In a year of otherwise drab and extremely late color, when the blueberry and huckleberry bushes turn, the powerline right-of-way becomes the best destination for fall foliage on the mountain. The same species grow abundantly in the woods, but their foliage is sparser there, and far less likely to catch low-angled sunlight.
After the recent rains, a couple of small, woodland pools reappeared for the first time since early June. I remember the clumps of wood frog eggs I found there in early April, and how after weeks without a drop of rain, the last, saucer-sized puddles seethed with tadpoles, like alphabet soup reduced to nothing but the Qs.
Views and pictures of views are the stuff of real boredom for me. But I liked how, with a rockslide in the foreground and the wooded Allegheny Front behind, the late afternoon sunlight lent a certain charm to the cemetery-like arrangement of mobile homes in the middle distance. For the first time, I was able to look at these houses without immediately thinking of the burning cross incident that occurred there a few years back, someone’s idea of a practical joke on his new, African-American neighbors.

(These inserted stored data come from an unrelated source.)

// crates/geostring-core/src/search.rs

//! # Token Matcher
//!
//! Maps one raw token to its best index entry.
//!
//! - **Exact** mode is a single hash lookup of the normalized token.
//! - **Fuzzy** mode scans every key in build order and keeps the first key
//!   with the strictly smallest edit distance. The scan is linear in index
//!   size and is the hot path of the whole engine.

use crate::model::{Geostring, LocationIndex, MatchResult};
use crate::tokenize::Tokenizer;
use crate::traits::{EditDistance, Levenshtein};

impl LocationIndex {
    /// Match `raw` against this index with Levenshtein distance.
    ///
    /// Fuzzy mode always returns the closest key unless the index is
    /// empty. A token that normalizes to nothing never matches.
    pub fn match_token(&self, raw: &str, exact: bool) -> MatchResult {
        self.match_token_with(raw, exact, &Levenshtein)
    }

    /// Same as [`match_token`](Self::match_token) with a custom metric.
    pub fn match_token_with<D>(&self, raw: &str, exact: bool, metric: &D) -> MatchResult
    where
        D: EditDistance + ?Sized,
    {
        let normalized = self.normalize(raw);
        if normalized.is_empty() {
            return MatchResult::miss(raw, normalized);
        }

        if exact {
            return match self.get(&normalized) {
                Some(entry) => {
                    let key = normalized.clone();
                    MatchResult::hit(raw, normalized, &key, entry, 0)
                }
                None => MatchResult::miss(raw, normalized),
            };
        }

        match self.nearest(&normalized, metric) {
            Some((key, distance)) => match self.get(key) {
                Some(entry) => MatchResult::hit(raw, normalized, key, entry, distance),
                None => MatchResult::miss(raw, normalized),
            },
            None => MatchResult::miss(raw, normalized),
        }
    }

    /// First key (in build order) with the strictly smallest distance.
    fn nearest<D>(&self, query: &str, metric: &D) -> Option<(&str, usize)>
    where
        D: EditDistance + ?Sized,
    {
        let query_len = query.chars().count();
        let mut best: Option<(&str, usize)> = None;

        for key in self.keys() {
            if let Some((_, best_distance)) = best {
                if best_distance == 0 {
                    break;
                }
                if metric.lower_bound(query_len, key.chars().count()) >= best_distance {
                    continue;
                }
            }
            let distance = metric.distance(query, key);
            if best.map_or(true, |(_, d)| distance < d) {
                best = Some((key, distance));
            }
        }
        best
    }

    /// Tokenize `input` and match every token, keeping empty tokens.
    pub fn parse(&self, input: &str, exact: bool, tokenizer: &Tokenizer) -> Geostring {
        let results = tokenizer
            .split(input)
            .iter()
            .map(|token| self.match_token(token, exact))
            .collect();
        Geostring {
            input: input.to_string(),
            results,
        }
    }
}

#[cfg(test)]
mod tests {
    use super::*;
    use crate::raw::GazetteerRow;
    use crate::text::Normalizer;

    fn index(rows: &[(&str, &str, &str)]) -> LocationIndex {
        let rows: Vec<_> = rows
            .iter()
            .map(|(c, n, s)| GazetteerRow::new(*c, *n, *s))
            .collect();
        LocationIndex::build(&rows, None, Normalizer::default())
    }

    #[test]
    fn exact_hit_has_zero_distance() {
        let idx = index(&[("Boston", "United States", "Massachusetts")]);
        let m = idx.match_token("  BOSTON ", true);
        assert_eq!(m.matched_key.as_deref(), Some("boston"));
        assert_eq!(m.edit_distance, Some(0));
        assert_eq!(m.tolerance, 0.0);
        assert_eq!(m.country.as_single(), Some("united states"));
    }

    #[test]
    fn exact_miss_is_a_no_match() {
        let idx = index(&[("Boston", "United States", "Massachusetts")]);
        let m = idx.match_token("Bostn", true);
        assert!(!m.is_match());
        assert_eq!(m.tolerance, 1.0);
        assert_eq!(m.normalized_input, "bostn");
    }

    #[test]
    fn fuzzy_finds_nearest_key() {
        let idx = index(&[
            ("Boston", "United States", "Massachusetts"),
            ("London", "United Kingdom", "England"),
        ]);
        let m = idx.match_token("Bostn", false);
        assert_eq!(m.matched_key.as_deref(), Some("boston"));
        assert_eq!(m.edit_distance, Some(1));
        assert!((m.tolerance - 1.0 / 6.0).abs() < 1e-12);
    }

    #[test]
    fn ties_go_to_the_first_key_in_build_order() {
        let lima_first = index(&[("Lima", "Peru", ""), ("Lida", "Belarus", "")]);
        let lida_first = index(&[("Lida", "Belarus", ""), ("Lima", "Peru", "")]);

        let a = lima_first.match_token("lina", false);
        let b = lima_first.match_token("lina", false);
        assert_eq!(a, b);
        assert_eq!(a.matched_key.as_deref(), Some("lima"));
        assert_eq!(a.edit_distance, Some(1));

        let c = lida_first.match_token("lina", false);
        assert_eq!(c.matched_key.as_deref(), Some("lida"));
    }

    #[test]
    fn empty_token_never_matches() {
        let idx = index(&[("Rome", "Italy", "Lazio")]);
        for exact in [true, false] {
            let m = idx.match_token("  -- ", exact);
            assert!(!m.is_match());
            assert_eq!(m.tolerance, 1.0);
        }
    }

    #[test]
    fn fuzzy_on_empty_index_is_a_no_match() {
        let idx = LocationIndex::empty(Normalizer::default());
        assert!(!idx.match_token("rome", false).is_match());
    }

    #[test]
    fn custom_metric_is_used() {
        struct Constant;
        impl EditDistance for Constant {
            fn distance(&self, _: &str, _: &str) -> usize {
                7
            }
        }
        let idx = index(&[("Rome", "Italy", "Lazio"), ("Oslo", "Norway", "Oslo")]);
        let m = idx.match_token_with("rome", false, &Constant);
        // Every key ties, so the first one wins.
        assert_eq!(m.matched_key.as_deref(), Some("rome"));
        assert_eq!(m.edit_distance, Some(7));
    }

    #[test]
    fn parse_matches_every_token() {
        let idx = index(&[("Paris", "France", ""), ("Lyon", "France", "")]);
        let g = idx.parse("Paris,,Lyon", false, &Tokenizer::default());
        assert_eq!(g.input, "Paris,,Lyon");
        assert_eq!(g.results.len(), 3);
        assert!(g.results[0].is_match());
        assert!(!g.results[1].is_match());
        assert_eq!(g.results[2].matched_key.as_deref(), Some("lyon"));
    }
}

I guess last Tuesday’s surprise snow shower gave me my best shot at an uncliched take on autumn. For some reason it almost killed the camera, though. Perhaps, despite my protective umbrella, a flake or two landed on a sensitive spot. Right in the middle of a busy morning, with everything still fully attired in summer and fall fashions, here comes winter, boldly exposing herself to my poor little one-megapixel camera. It stopped working for four days after that, heedless of my frustration at my inability to get a picture up.